> **WHAT THE TASK REQUIRES**
Please output, without any change, the lines of the material below from the very first through the one with "applied on top".

[[ RECORDS SUPPLIED, beginning ]]

//! Command-line entry point for the Magnificent Seven newsletter
//!
//! Builds one newsletter and prints it to stdout. Logs go to stderr.
//!
//! # Usage
//!
//! ```bash
//! export SERPAPI_KEY="..."
//! export TOGETHER_API_KEY="..."
//! cargo run --bin mag7-newsletter
//!
//! # Local OpenAI-compatible server (LM Studio, llama.cpp, vLLM)
//! export LOCAL_LLM_API_BASE="http://localhost:1234/v1"
//! cargo run --bin mag7-newsletter -- --backend local --model qwen2.5-7b-instruct
//! ```

use clap::{Parser, ValueEnum};
use newsletter::config::DEFAULT_MODEL;
use newsletter::{LlmBackend, NewsletterBuilder, NewsletterConfig};
use std::path::PathBuf;
use tracing::{info, warn};

#[derive(Debug, Clone, Copy, ValueEnum)]
enum Backend {
    /// Hosted completions API
    Hosted,
    /// Local OpenAI-compatible server
    Local,
}

impl From<Backend> for LlmBackend {
    fn from(backend: Backend) -> Self {
        match backend {
            Backend::Hosted => Self::Hosted,
            Backend::Local => Self::Local,
        }
    }
}

#[derive(Parser, Debug)]
#[command(name = "mag7-newsletter")]
#[command(about = "Generate today's Magnificent Seven stock newsletter", long_about = None)]
struct Args {
    /// Environment file loaded before reading configuration
    #[arg(long, default_value = ".env")]
    env_file: PathBuf,

    /// Text-generation backend (overrides NEWSLETTER_LLM_BACKEND)
    #[arg(short, long, value_enum)]
    backend: Option<Backend>,

    /// Model identifier (overrides NEWSLETTER_MODEL)
    #[arg(short, long)]
    model: Option<String>,

    /// Assemble company sections concurrently
    #[arg(long)]
    parallel: bool,

    /// Skip the duplicate-removal editing pass
    #[arg(long)]
    skip_edit: bool,
}

impl Args {
    /// Environment configuration with the command-line flags applied on top
    fn config(&self) -> NewsletterConfig {
        let mut config = NewsletterConfig::from_env().unwrap_or_else(|e| {
            warn!("Invalid configuration from environment ({}), using defaults", e);
            NewsletterConfig::default()
        });

        if let Some(backend) = self.backend {
            config.backend = backend.into();
        }
        if let Some(model) = &self.model {
            config.model.clone_from(model);
        }
        if self.parallel {
            config.parallel_subjects = true;
        }
        if self.skip_edit {
            config.edit_newsletter = false;
        }

        // Only the model can be made invalid from the command line
        if let Err(e) = config.validate() {
            warn!("{}, using model {}", e, DEFAULT_MODEL);
            config.model = DEFAULT_MODEL.to_string();
        }

        config
    }
}

#[tokio::main]
async fn main() -> anyhow::Result<()> {
    let args = Args::parse();

    let env_loaded = newsletter_utils::load_env_file(&args.env_file);
    newsletter_utils::init_tracing();

    if env_loaded {
        info!("Loaded environment from {}", args.env_file.display());
    }

    let config = args.config();
    let builder = NewsletterBuilder::from_config(&config)?;

    info!("Generating newsletter");
    let newsletter = builder.build().await;

    println!("{newsletter}");

    Ok(())
}
//! Concrete text-generation backends
//!
//! This module contains implementations of the LLMProvider trait for the
//! hosted completions API and for OpenAI-compatible chat servers.

#[cfg(feature = "together")]
pub mod together;

#[cfg(feature = "openai")]
pub mod openai;

#[cfg(feature = "together")]
pub use together::{TogetherConfig, TogetherProvider};

#[cfg(feature = "openai")]
pub use openai::{OpenAIConfig, OpenAIProvider};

[[ RECORDS SUPPLIED, end ]]

> **SOLUTION**
//! Command-line entry point for the Magnificent Seven newsletter
//!
//! Builds one newsletter and prints it to stdout. Logs go to stderr.
//!
//! # Usage
//!
//! ```bash
//! export SERPAPI_KEY="..."
//! export TOGETHER_API_KEY="..."
//! cargo run --bin mag7-newsletter
//!
//! # Local OpenAI-compatible server (LM Studio, llama.cpp, vLLM)
//! export LOCAL_LLM_API_BASE="http://localhost:1234/v1"
//! cargo run --bin mag7-newsletter -- --backend local --model qwen2.5-7b-instruct
//! ```

use clap::{Parser, ValueEnum};
use newsletter::config::DEFAULT_MODEL;
use newsletter::{LlmBackend, NewsletterBuilder, NewsletterConfig};
use std::path::PathBuf;
use tracing::{info, warn};

#[derive(Debug, Clone, Copy, ValueEnum)]
enum Backend {
    /// Hosted completions API
    Hosted,
    /// Local OpenAI-compatible server
    Local,
}

impl From<Backend> for LlmBackend {
    fn from(backend: Backend) -> Self {
        match backend {
            Backend::Hosted => Self::Hosted,
            Backend::Local => Self::Local,
        }
    }
}

#[derive(Parser, Debug)]
#[command(name = "mag7-newsletter")]
#[command(about = "Generate today's Magnificent Seven stock newsletter", long_about = None)]
struct Args {
    /// Environment file loaded before reading configuration
    #[arg(long, default_value = ".env")]
    env_file: PathBuf,

    /// Text-generation backend (overrides NEWSLETTER_LLM_BACKEND)
    #[arg(short, long, value_enum)]
    backend: Option<Backend>,

    /// Model identifier (overrides NEWSLETTER_MODEL)
    #[arg(short, long)]
    model: Option<String>,

    /// Assemble company sections concurrently
    #[arg(long)]
    parallel: bool,

    /// Skip the duplicate-removal editing pass
    #[arg(long)]
    skip_edit: bool,
}

impl Args {
    /// Environment configuration with the command-line flags applied on top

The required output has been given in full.